However, it believes the extent of the consumption recovery’s durability is unclear without an improvement in consumer confidence. It expects consumption to slow in the second half (H2) this year, as indicated by July’s moderating retail sales.
Consumer spending growth picked up in H1 2025 on the stimulus from a consumer goods trade-in programme. This, along with broader fiscal stimulus and robust exports, is likely to keep 2025 gross domestic product (GDP) growth in China at 4.5-5 per cent, above Fitch’s 4.2-per cent June forecast.
Since the pandemic, subdued household confidence has led to cyclical weakness in consumption, which Fitch Ratings believes is likely to persist. Low confidence reflects uncertainty over income growth, employment prospects and negative wealth effects from the property correction.
The organisation does not expect significant additional fiscal stimulus in H2 2025. Fiscal settings are expansionary in 2025 and strong H1 GDP growth has brought the government closer to achieving its growth objective. Therefore, it is sticking with its 8.4 per cent of GDP deficit forecast.

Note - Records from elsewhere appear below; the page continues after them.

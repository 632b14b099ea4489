use axum::http::{HeaderValue, StatusCode};
use axum::response::IntoResponse;
use serde_derive::Serialize;
use std::error::Error;
use std::fmt;
use tracing::Level;
use utoipa::ToSchema;

pub type HandlerResponse<T> = Result<T, CodeErrorResp>;

#[derive(Debug)]
pub struct CodeError {
    pub success: bool,
    pub error_code: u16,
    pub http_status_code: StatusCode,
    pub message: &'static str,
    pub log_level: Level,
}

impl CodeError {
    pub const NO_JSON_DATA: CodeError = CodeError {
        success: false,
        error_code: 0,
        http_status_code: StatusCode::BAD_REQUEST,
        message: "No JSON data provided",
        log_level: Level::INFO,
    };
    pub const JSON_NOT_AN_OBJECT: CodeError = CodeError {
        success: false,
        error_code: 1,
        http_status_code: StatusCode::BAD_REQUEST,
        message: "JSON body must be an object",
        log_level: Level::INFO,
    };
    pub const EMAIL_REQUIRED: CodeError = CodeError {
        success: false,
        error_code: 2,
        http_status_code: StatusCode::BAD_REQUEST,
        message: "Email field is required",
        log_level: Level::INFO,
    };
    pub const EMAIL_NOT_A_STRING: CodeError = CodeError {
        success: false,
        error_code: 3,
        http_status_code: StatusCode::BAD_REQUEST,
        message: "Email must be a string",
        log_level: Level::INFO,
    };
    pub const INTERNAL_SERVER_ERROR: CodeError = CodeError {
        success: false,
        error_code: 4,
        http_status_code: StatusCode::INTERNAL_SERVER_ERROR,
        message: "Internal server error",
        log_level: Level::ERROR,
    };
    pub const INVALID_PATH: CodeError = CodeError {
        success: false,
        error_code: 5,
        http_status_code: StatusCode::NOT_FOUND,
        message: "Invalid path!",
        log_level: Level::DEBUG,
    };
}

pub fn code_err(cerr: CodeError, e: impl ToString) -> CodeErrorResp {
    CodeErrorResp {
        success: cerr.success,
        error_code: cerr.error_code,
        http_status_code: cerr.http_status_code,
        error: cerr.message.to_string(),
        message: e.to_string(),
        log_level: cerr.log_level,
    }
}

impl From<CodeError> for CodeErrorResp {
    fn from(cerr: CodeError) -> Self {
        code_err(cerr, "")
    }
}

/// Error body. `error` is the fixed description, `message` the detail of this occurrence.
#[derive(Serialize, Debug, ToSchema)]
pub struct CodeErrorResp {
    pub success: bool,
    pub error_code: u16,
    #[serde(skip)]
    pub http_status_code: StatusCode,
    pub error: String,
    pub message: String,
    #[serde(skip)]
    pub log_level: Level,
}

impl fmt::Display for CodeErrorResp {
    fn fmt(&self, f: &mut fmt::Formatter<'_>) -> fmt::Result {
        write!(f, "{}: {}", self.error, self.message)
    }
}

impl Error for CodeErrorResp {}

// Log fields travel to the logging middleware as headers; it strips them before the
// response leaves the server.
impl IntoResponse for CodeErrorResp {
    fn into_response(self) -> axum::response::Response {
        let mut response = (self.http_status_code, axum::Json(&self)).into_response();
        let headers = response.headers_mut();

        let pairs: [(&'static str, String); 5] = [
            ("x-error-log-level", self.log_level.to_string()),
            ("x-error-status-code", self.http_status_code.as_u16().to_string()),
            ("x-error-code", self.error_code.to_string()),
            ("x-error-message", self.error.clone()),
            ("x-error-detail", self.message.clone()),
        ];
        for (name, value) in pairs {
            if let Ok(value) = HeaderValue::from_str(&value) {
                headers.insert(name, value);
            }
        }

        response
    }
}
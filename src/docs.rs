//! OpenAPI document served at `/api-docs/openapi.json`.
//!
//! Utoipa only exposes operations listed in `#[openapi(paths(...))]`; handlers still carry
//! their own `#[utoipa::path(...)]` attributes.

use axum::{Json, response::IntoResponse};
use utoipa::OpenApi;

use crate::domain::verification::{VerificationResult, VerificationStatus};
use crate::dto::{
    requests::verify_request::VerifyRequest, responses::health_response::HealthResponse,
};
use crate::errors::code_error::CodeErrorResp;
use crate::handlers::{root, verify};

#[derive(OpenApi)]
#[openapi(
    paths(
        root::root_handler,
        verify::verify_handler,
    ),
    components(
        schemas(
            CodeErrorResp,
            HealthResponse,
            VerifyRequest,
            VerificationResult,
            VerificationStatus,
        )
    ),
    tags(
        (name = "server", description = "Service status"),
        (name = "verify", description = "Email address verification")
    )
)]
pub struct ApiDoc;

pub async fn openapi_json() -> impl IntoResponse {
    Json(ApiDoc::openapi())
}
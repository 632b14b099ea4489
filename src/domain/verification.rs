use serde_derive::{Deserialize, Serialize};
use utoipa::ToSchema;

#[derive(Debug, Clone, Copy, PartialEq, Eq, Serialize, Deserialize, ToSchema)]
#[serde(rename_all = "lowercase")]
pub enum VerificationStatus {
    /// Mailbox accepted by a server that rejects random mailboxes.
    Valid,
    /// Mailbox accepted, but so is anything else on the domain.
    Risky,
    Invalid,
}

/// Outcome of one address check. Field order is the wire order.
#[derive(Debug, Clone, PartialEq, Eq, Serialize, Deserialize, ToSchema)]
pub struct VerificationResult {
    pub email: String,
    pub syntax: bool,
    pub mx: bool,
    pub smtp_accepts: bool,
    pub catch_all: bool,
    pub status: VerificationStatus,
}

impl VerificationResult {
    pub fn new(email: &str) -> Self {
        VerificationResult {
            email: email.to_owned(),
            syntax: false,
            mx: false,
            smtp_accepts: false,
            catch_all: false,
            status: VerificationStatus::Invalid,
        }
    }

    /// Sets the final status from the flags gathered so far.
    pub fn conclude(mut self) -> Self {
        self.status = match (self.syntax && self.mx && self.smtp_accepts, self.catch_all) {
            (true, true) => VerificationStatus::Risky,
            (true, false) => VerificationStatus::Valid,
            (false, _) => VerificationStatus::Invalid,
        };
        self
    }
}
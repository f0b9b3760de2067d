//! Container runtime selection and polymorphism
//!
//! The engine drives exactly one runtime per invocation. [`RuntimeKind`]
//! names the variant, [`ContainerRuntimeImpl`] dispatches the capability set
//! over it, and [`select_runtime`] implements the selection contract:
//! explicit choice first, then the `CRIB_RUNTIME` environment override, then
//! probing podman and docker for responsiveness.

use crate::docker::{
    BuildOptions, CliRuntime, ContainerDetails, ExecOptions, ExecOutput, ImageDetails, RunOptions,
};
use crate::errors::{CribError, Result, RuntimeError};
use tokio_util::sync::CancellationToken;
use tracing::debug;

/// Environment variable forcing the runtime choice
pub const RUNTIME_ENV: &str = "CRIB_RUNTIME";

/// Supported container runtimes
#[derive(Debug, Clone, Copy, PartialEq, Eq)]
pub enum RuntimeKind {
    Docker,
    Podman,
}

impl RuntimeKind {
    pub fn as_str(&self) -> &'static str {
        match self {
            Self::Docker => "docker",
            Self::Podman => "podman",
        }
    }
}

impl std::str::FromStr for RuntimeKind {
    type Err = CribError;

    fn from_str(s: &str) -> std::result::Result<Self, Self::Err> {
        match s.to_lowercase().as_str() {
            "docker" => Ok(Self::Docker),
            "podman" => Ok(Self::Podman),
            _ => Err(RuntimeError::Malformed {
                message: format!("unknown runtime '{}'; supported: docker, podman", s),
            }
            .into()),
        }
    }
}

impl std::fmt::Display for RuntimeKind {
    fn fmt(&self, f: &mut std::fmt::Formatter<'_>) -> std::fmt::Result {
        write!(f, "{}", self.as_str())
    }
}

/// Concrete runtime implementation, dispatching on the variant tag
#[derive(Debug, Clone)]
pub enum ContainerRuntimeImpl {
    Docker(CliRuntime),
    Podman(CliRuntime),
}

impl ContainerRuntimeImpl {
    /// Construct the implementation for a runtime kind.
    pub fn new(kind: RuntimeKind) -> Self {
        match kind {
            RuntimeKind::Docker => Self::Docker(CliRuntime::new(RuntimeKind::Docker)),
            RuntimeKind::Podman => Self::Podman(CliRuntime::new(RuntimeKind::Podman)),
        }
    }

    pub fn runtime_name(&self) -> &'static str {
        match self {
            Self::Docker(_) => "docker",
            Self::Podman(_) => "podman",
        }
    }

    pub fn kind(&self) -> RuntimeKind {
        match self {
            Self::Docker(_) => RuntimeKind::Docker,
            Self::Podman(_) => RuntimeKind::Podman,
        }
    }

    /// The underlying CLI adapter; also used by the compose helper so both
    /// layers invoke the same binary.
    pub fn cli(&self) -> &CliRuntime {
        match self {
            Self::Docker(cli) => cli,
            Self::Podman(cli) => cli,
        }
    }

    pub async fn ping(&self, cancel: &CancellationToken) -> Result<()> {
        self.cli().ping(cancel).await
    }

    pub async fn version_string(&self, cancel: &CancellationToken) -> Result<String> {
        self.cli().version_string(cancel).await
    }

    pub async fn find_container(
        &self,
        workspace_id: &str,
        cancel: &CancellationToken,
    ) -> Result<Option<ContainerDetails>> {
        self.cli().find_container(workspace_id, cancel).await
    }

    pub async fn inspect_containers(
        &self,
        ids: &[String],
        cancel: &CancellationToken,
    ) -> Result<Vec<ContainerDetails>> {
        self.cli().inspect_containers(ids, cancel).await
    }

    pub async fn run_container(
        &self,
        opts: &RunOptions,
        cancel: &CancellationToken,
    ) -> Result<String> {
        self.cli().run_container(opts, cancel).await
    }

    pub async fn start_container(&self, id: &str, cancel: &CancellationToken) -> Result<()> {
        self.cli().start_container(id, cancel).await
    }

    pub async fn stop_container(&self, id: &str, cancel: &CancellationToken) -> Result<()> {
        self.cli().stop_container(id, cancel).await
    }

    pub async fn restart_container(&self, id: &str, cancel: &CancellationToken) -> Result<()> {
        self.cli().restart_container(id, cancel).await
    }

    pub async fn remove_container(&self, id: &str, cancel: &CancellationToken) -> Result<()> {
        self.cli().remove_container(id, cancel).await
    }

    pub async fn exec_capture(
        &self,
        id: &str,
        command: &[String],
        opts: &ExecOptions,
        cancel: &CancellationToken,
    ) -> Result<ExecOutput> {
        self.cli().exec_capture(id, command, opts, cancel).await
    }

    pub async fn exec_streamed(
        &self,
        id: &str,
        command: &[String],
        opts: &ExecOptions,
        cancel: &CancellationToken,
    ) -> Result<i32> {
        self.cli().exec_streamed(id, command, opts, cancel).await
    }

    pub async fn container_logs(&self, id: &str, cancel: &CancellationToken) -> Result<String> {
        self.cli().container_logs(id, cancel).await
    }

    pub async fn pull_image(&self, image: &str, cancel: &CancellationToken) -> Result<()> {
        self.cli().pull_image(image, cancel).await
    }

    pub async fn inspect_image(
        &self,
        image: &str,
        cancel: &CancellationToken,
    ) -> Result<Option<ImageDetails>> {
        self.cli().inspect_image(image, cancel).await
    }

    pub async fn build_image(&self, opts: &BuildOptions, cancel: &CancellationToken) -> Result<()> {
        self.cli().build_image(opts, cancel).await
    }

    pub async fn arch_probe(&self, cancel: &CancellationToken) -> Result<String> {
        self.cli().arch_probe(cancel).await
    }
}

/// Resolve the requested runtime kind without probing.
///
/// Precedence: explicit choice > `CRIB_RUNTIME` environment variable. Returns
/// `None` when neither is set and probing should decide.
pub fn requested_runtime_kind(explicit: Option<RuntimeKind>) -> Result<Option<RuntimeKind>> {
    if let Some(kind) = explicit {
        return Ok(Some(kind));
    }

    match std::env::var(RUNTIME_ENV) {
        Ok(value) if !value.trim().is_empty() => value.trim().parse().map(Some),
        _ => Ok(None),
    }
}

/// Select and verify a runtime.
///
/// A forced runtime (explicit or via `CRIB_RUNTIME`) must answer a `version`
/// probe or selection fails. Otherwise podman is probed first, then docker;
/// `NoRuntime` is returned when neither responds.
pub async fn select_runtime(
    explicit: Option<RuntimeKind>,
    cancel: &CancellationToken,
) -> Result<ContainerRuntimeImpl> {
    if let Some(kind) = requested_runtime_kind(explicit)? {
        let runtime = ContainerRuntimeImpl::new(kind);
        runtime.ping(cancel).await?;
        debug!("using forced runtime {}", kind);
        return Ok(runtime);
    }

    for kind in [RuntimeKind::Podman, RuntimeKind::Docker] {
        let runtime = ContainerRuntimeImpl::new(kind);
        match runtime.ping(cancel).await {
            Ok(()) => {
                debug!("probed runtime {}", kind);
                return Ok(runtime);
            }
            Err(CribError::Cancelled) => return Err(CribError::Cancelled),
            Err(e) => debug!("runtime {} not responsive: {}", kind, e),
        }
    }

    Err(RuntimeError::NoRuntime.into())
}
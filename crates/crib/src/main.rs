//! crib: dev container workspaces from your terminal

mod cli;
mod commands;

use clap::Parser;
use crib_core::errors::CribError;
use tokio_util::sync::CancellationToken;

#[tokio::main]
async fn main() -> anyhow::Result<()> {
    let cli = cli::Cli::parse();

    crib_core::logging::init(cli.verbose)?;

    // A SIGINT cancels the in-flight operation; every child process the
    // engine spawns is a cancellation point
    let cancel = CancellationToken::new();
    let signal_token = cancel.clone();
    tokio::spawn(async move {
        if tokio::signal::ctrl_c().await.is_ok() {
            signal_token.cancel();
        }
    });

    match commands::run(cli, &cancel).await {
        Ok(0) => Ok(()),
        Ok(code) => std::process::exit(code),
        Err(e) => {
            eprintln!("crib: {:#}", e);
            let code = e
                .downcast_ref::<CribError>()
                .map_or(1, CribError::exit_code);
            std::process::exit(code);
        }
    }
}
/// Ensure the final stage carries an `AS` name, rewriting the content when it
/// does not.
///
/// Returns the stage name and, when a rewrite was needed, the modified
/// content. Applying the function to already-named content is a fixed point.
pub fn ensure_final_stage_name(content: &str, default_name: &str) -> (String, Option<String>) {
    let dockerfile = Dockerfile::parse(content);
    let Some(last_stage) = dockerfile.stages.last() else {
        return (default_name.to_string(), None);
    };
    if let Some(ref name) = last_stage.name {
        return (name.clone(), None);
    }

    // Locate the physical line that ends the last FROM instruction, honouring
    // line continuations
    let lines: Vec<&str> = content.lines().collect();
    let total_stages = dockerfile.stages.len();
    let mut from_count = 0;
    let mut in_from_continuation = false;
    let mut rewrite_line = None;

    for (i, line) in lines.iter().enumerate() {
        let trimmed = line.trim();

        if in_from_continuation {
            if trimmed.starts_with('#') || line.trim_end().ends_with('\\') {
                continue;
            }
            in_from_continuation = false;
            if from_count == total_stages {
                rewrite_line = Some(i);
                break;
            }
            continue;
        }

        if trimmed.is_empty() || trimmed.starts_with('#') {
            continue;
        }
        let is_from = trimmed
            .split_whitespace()
            .next()
            .is_some_and(|kw| kw.eq_ignore_ascii_case("from"));
        if !is_from {
            continue;
        }

        from_count += 1;
        if line.trim_end().ends_with('\\') {
            in_from_continuation = true;
        } else if from_count == total_stages {
            rewrite_line = Some(i);
            break;
        }
    }

    let Some(line_idx) = rewrite_line else {
        return (default_name.to_string(), None);
    };

    let mut new_lines: Vec<String> = lines.iter().map(|l| l.to_string()).collect();
    let renamed = format!("{} AS {}", new_lines[line_idx].trim_end(), default_name);
    new_lines[line_idx] = renamed;
    let mut rewritten = new_lines.join("\n");
    if content.ends_with('\n') {
        rewritten.push('\n');
    }

    (default_name.to_string(), Some(rewritten))
}

/// Strip leading `# syntax=` directives.
pub fn remove_syntax_version(content: &str) -> String {
    let mut stripped = Vec::new();
    let mut in_head = true;

    for line in content.lines() {
        if in_head {
            let trimmed = line.trim();
            if trimmed
                .strip_prefix('#')
                .map(|rest| rest.trim_start().starts_with("syntax="))
                .unwrap_or(false)
            {
                continue;
            }
            if !trimmed.is_empty() {
                in_head = false;
            }
        }
        stripped.push(line);
    }

    let mut result = stripped.join("\n");
    if content.ends_with('\n') && !result.ends_with('\n') {
        result.push('\n');
    }
    result
}

/// Join continuation lines and drop comment lines.
fn logical_lines(content: &str) -> Vec<String> {
    let mut logical = Vec::new();
    let mut current = String::new();

    for line in content.lines() {
        let trimmed = line.trim();
        if current.is_empty() && (trimmed.is_empty() || trimmed.starts_with('#')) {
            continue;
        }
        // Comment lines inside a continuation are dropped
        if !current.is_empty() && trimmed.starts_with('#') {
            continue;
        }

        let stripped = line.trim_end();
        if let Some(without_backslash) = stripped.strip_suffix('\\') {
            current.push_str(without_backslash);
            current.push(' ');
        } else {
            current.push_str(stripped);
            logical.push(std::mem::take(&mut current));
        }
    }
    if !current.is_empty() {
        logical.push(current);
    }

    logical
}

fn split_instruction(line: &str) -> Option<(String, &str)> {
    let trimmed = line.trim();
    let mut parts = trimmed.splitn(2, char::is_whitespace);
    let keyword = parts.next()?.to_uppercase();
    let rest = parts.next().unwrap_or("").trim();
    Some((keyword, rest))
}

/// Parse `ENV` assignments: `K=V K2="V 2"` or the legacy `ENV KEY value`.
fn parse_env_assignments(rest: &str) -> Vec<(String, String)> {
    let tokens = tokenize_respecting_quotes(rest);
    if tokens.is_empty() {
        return Vec::new();
    }

    if !tokens[0].contains('=') {
        // Legacy space-separated form assigns everything after the key
        let key = tokens[0].clone();
        let value = rest[tokens[0].len()..].trim().to_string();
        return vec![(key, unquote(&value))];
    }

    tokens
        .iter()
        .filter_map(|token| {
            token
                .split_once('=')
                .map(|(k, v)| (k.to_string(), unquote(v)))
        })
        .collect()
}
//! Verb implementations mapping CLI commands onto the engine

use crate::cli::{Cli, Commands};
use anyhow::{bail, Context, Result};
use crib_core::reconcile::{Engine, ExecRequest, UpOptions};
use crib_core::runtime::{self, RuntimeKind};
use crib_core::state::WorkspaceStore;
use crib_core::workspace::{self, Workspace};
use serde_json::json;
use std::path::Path;
use tokio_util::sync::CancellationToken;
use tracing::debug;

/// Dispatch a parsed invocation; returns the process exit code.
pub async fn run(cli: Cli, cancel: &CancellationToken) -> Result<i32> {
    let runtime_kind: Option<RuntimeKind> = match cli.runtime.as_deref() {
        Some(value) => Some(value.parse()?),
        None => None,
    };

    match cli.command {
        Commands::Up { recreate, path } => {
            let engine = build_engine(runtime_kind, cancel).await?;
            let ws = resolve_workspace(&engine, &path, cli.config_dir.as_deref())?;
            let result = engine.up(&ws, &UpOptions { recreate }, cancel).await?;
            println!(
                "workspace {} is up (container {})",
                ws.id,
                short_id(&result.container_id)
            );
            Ok(0)
        }

        Commands::Down { path } => {
            let engine = build_engine(runtime_kind, cancel).await?;
            let ws = resolve_workspace(&engine, &path, cli.config_dir.as_deref())?;
            engine.down(&ws, cancel).await?;
            println!("workspace {} stopped", ws.id);
            Ok(0)
        }

        Commands::Status { json, path } => {
            let engine = build_engine(runtime_kind, cancel).await?;
            let ws = resolve_workspace(&engine, &path, cli.config_dir.as_deref())?;
            let status = engine.status(&ws, cancel).await?;

            if json {
                let services: Vec<_> = status
                    .services
                    .iter()
                    .map(|s| {
                        json!({
                            "service": s.service,
                            "state": s.state,
                            "containerId": s.container_id,
                        })
                    })
                    .collect();
                println!(
                    "{}",
                    serde_json::to_string_pretty(&json!({
                        "workspace": ws.id,
                        "container": status.container,
                        "services": services,
                    }))
                    .expect("status serializes")
                );
            } else {
                match &status.container {
                    Some(container) => println!(
                        "{}: {} ({})",
                        ws.id,
                        container.state.status,
                        short_id(&container.id)
                    ),
                    None => println!("{}: no container", ws.id),
                }
                for service in &status.services {
                    println!("  {}: {}", service.service, service.state);
                }
            }
            Ok(0)
        }

        Commands::Restart { path } => {
            let engine = build_engine(runtime_kind, cancel).await?;
            let ws = resolve_workspace(&engine, &path, cli.config_dir.as_deref())?;
            let result = engine.restart(&ws, cancel).await?;
            if result.recreated {
                println!(
                    "workspace {} recreated (container {})",
                    ws.id,
                    short_id(&result.container_id)
                );
            } else {
                println!("workspace {} restarted", ws.id);
            }
            Ok(0)
        }

        Commands::Rebuild { path } => {
            let engine = build_engine(runtime_kind, cancel).await?;
            let ws = resolve_workspace(&engine, &path, cli.config_dir.as_deref())?;
            let result = engine.rebuild(&ws, cancel).await?;
            println!(
                "workspace {} rebuilt (container {})",
                ws.id,
                short_id(&result.container_id)
            );
            Ok(0)
        }

        Commands::Remove { path } => {
            let engine = build_engine(runtime_kind, cancel).await?;
            let ws = resolve_workspace(&engine, &path, cli.config_dir.as_deref())?;
            engine.remove(&ws, cancel).await?;
            println!("workspace {} removed", ws.id);
            Ok(0)
        }

        Commands::Exec {
            user,
            workdir,
            env,
            env_file,
            privileged,
            command,
        } => {
            let engine = build_engine(runtime_kind, cancel).await?;
            let ws = resolve_workspace(&engine, Path::new("."), cli.config_dir.as_deref())?;
            let request = ExecRequest {
                user,
                workdir,
                env: parse_env_pairs(&env)?,
                env_files: env_file,
                privileged,
                interactive: true,
                tty: false,
                command,
            };
            Ok(engine.exec(&ws, &request, cancel).await?)
        }

        Commands::Shell { path } => {
            let engine = build_engine(runtime_kind, cancel).await?;
            let ws = resolve_workspace(&engine, &path, cli.config_dir.as_deref())?;
            Ok(engine.shell(&ws, cancel).await?)
        }

        Commands::Logs { path } => {
            let engine = build_engine(runtime_kind, cancel).await?;
            let ws = resolve_workspace(&engine, &path, cli.config_dir.as_deref())?;
            let logs = engine.logs(&ws, cancel).await?;
            if !logs.is_empty() {
                println!("{}", logs);
            }
            Ok(0)
        }

        Commands::List { json } => {
            let store = WorkspaceStore::new().context("opening the workspace store")?;
            let workspaces = store.list()?;

            if json {
                println!(
                    "{}",
                    serde_json::to_string_pretty(&workspaces).expect("workspaces serialize")
                );
            } else if workspaces.is_empty() {
                println!("no workspaces");
            } else {
                for ws in &workspaces {
                    println!(
                        "{}\t{}\t{}",
                        ws.id,
                        ws.source.display(),
                        ws.last_used_at.format("%Y-%m-%d %H:%M")
                    );
                }
            }
            Ok(0)
        }

        Commands::Version => {
            println!("crib {}", env!("CARGO_PKG_VERSION"));
            match runtime::select_runtime(runtime_kind, cancel).await {
                Ok(rt) => {
                    let version = rt.version_string(cancel).await.unwrap_or_default();
                    println!("runtime: {}", version);
                    if let Ok(arch) = rt.arch_probe(cancel).await {
                        println!("architecture: {}", arch);
                    }
                }
                Err(e) => debug!("no runtime for version probe: {}", e),
            }
            Ok(0)
        }
    }
}

async fn build_engine(
    runtime_kind: Option<RuntimeKind>,
    cancel: &CancellationToken,
) -> Result<Engine> {
    let rt = runtime::select_runtime(runtime_kind, cancel).await?;
    debug!("selected runtime: {}", rt.runtime_name());
    let store = WorkspaceStore::new().context("opening the workspace store")?;
    Ok(Engine::new(rt, store))
}

/// Map a directory to its workspace, preferring the stored record when one
/// exists.
fn resolve_workspace(
    engine: &Engine,
    path: &Path,
    config_dir: Option<&Path>,
) -> Result<Workspace> {
    let resolved = match config_dir {
        Some(dir) => workspace::resolve_config_dir(dir)?,
        None => workspace::resolve(path)?,
    };

    match engine.store().load(&resolved.workspace_id) {
        Ok(mut ws) => {
            // The project may have moved since the record was written
            ws.source = resolved.project_root.clone();
            ws.config_rel_path = resolved.relative_config_path.clone();
            Ok(ws)
        }
        Err(_) => Ok(Workspace::from_resolve(&resolved)),
    }
}

fn parse_env_pairs(pairs: &[String]) -> Result<Vec<(String, String)>> {
    pairs
        .iter()
        .map(|pair| match pair.split_once('=') {
            Some((key, value)) => Ok((key.to_string(), value.to_string())),
            None => bail!("invalid environment entry '{}'; expected KEY=VALUE", pair),
        })
        .collect()
}

fn short_id(id: &str) -> &str {
    &id[..id.len().min(12)]
}

#[cfg(test)]
mod tests {
    use super::*;

    #[test]
    fn test_parse_env_pairs() {
        let pairs = parse_env_pairs(&["A=1".to_string(), "B=x=y".to_string()]).unwrap();
        assert_eq!(pairs[0], ("A".to_string(), "1".to_string()));
        assert_eq!(pairs[1], ("B".to_string(), "x=y".to_string()));

        assert!(parse_env_pairs(&["NOEQUALS".to_string()]).is_err());
    }

    #[test]
    fn test_short_id() {
        assert_eq!(short_id("0123456789abcdef"), "0123456789ab");
        assert_eq!(short_id("abc"), "abc");
    }
}
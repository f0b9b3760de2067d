//! Plugin manager
//!
//! Named side-effect hooks that run at fixed lifecycle points. Plugins run in
//! registration order; a `before_up` failure aborts the operation, while
//! `after_up` and `before_down` failures are logged and ignored.

use crate::errors::{CribError, Result};
use crate::state::ReconcileResult;
use std::path::PathBuf;
use tracing::{debug, warn};

/// Context handed to every plugin hook
#[derive(Debug, Clone)]
pub struct PluginContext {
    pub workspace_id: String,
    pub project_root: PathBuf,
}

/// A named side-effect hook
pub trait Plugin: Send + Sync {
    /// Unique plugin name, used for ordering diagnostics and error reports.
    fn name(&self) -> &str;

    /// Runs before any reconcile work; an error aborts the `up`.
    fn before_up(&self, _ctx: &PluginContext) -> anyhow::Result<()> {
        Ok(())
    }

    /// Runs after the result has been persisted; errors are logged.
    fn after_up(&self, _ctx: &PluginContext, _result: &ReconcileResult) -> anyhow::Result<()> {
        Ok(())
    }

    /// Runs before the workspace is stopped or removed; errors are logged.
    fn before_down(&self, _ctx: &PluginContext) -> anyhow::Result<()> {
        Ok(())
    }
}

/// Registry of plugins, invoked in registration order
#[derive(Default)]
pub struct PluginManager {
    plugins: Vec<Box<dyn Plugin>>,
}

impl PluginManager {
    pub fn new() -> Self {
        Self::default()
    }

    /// Register a plugin. Duplicate names are allowed but warned about.
    pub fn register(&mut self, plugin: Box<dyn Plugin>) {
        if self.plugins.iter().any(|p| p.name() == plugin.name()) {
            warn!("plugin '{}' registered more than once", plugin.name());
        }
        self.plugins.push(plugin);
    }

    pub fn is_empty(&self) -> bool {
        self.plugins.is_empty()
    }

    /// Run all `before_up` hooks; the first failure aborts.
    pub fn run_before_up(&self, ctx: &PluginContext) -> Result<()> {
        for plugin in &self.plugins {
            debug!("running before_up for plugin '{}'", plugin.name());
            plugin.before_up(ctx).map_err(|e| CribError::Plugin {
                name: plugin.name().to_string(),
                message: e.to_string(),
            })?;
        }
        Ok(())
    }

    /// Run all `after_up` hooks; failures are logged and ignored.
    pub fn run_after_up(&self, ctx: &PluginContext, result: &ReconcileResult) {
        for plugin in &self.plugins {
            if let Err(e) = plugin.after_up(ctx, result) {
                warn!("plugin '{}' after_up failed: {}", plugin.name(), e);
            }
        }
    }

    /// Run all `before_down` hooks; failures are logged and ignored.
    pub fn run_before_down(&self, ctx: &PluginContext) {
        for plugin in &self.plugins {
            if let Err(e) = plugin.before_down(ctx) {
                warn!("plugin '{}' before_down failed: {}", plugin.name(), e);
            }
        }
    }
}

Enhancing social safety nets will require additional fiscal spending, potentially adding to medium-term fiscal pressures amid already elevated deficits and declining fiscal revenue.
However, there is headroom at the current ‘A’/Stable rating, after its downgrade from ‘A+’/Negative in April 2025, to manage the medium-term path of gradual consolidation and still rising debt, Fitch added.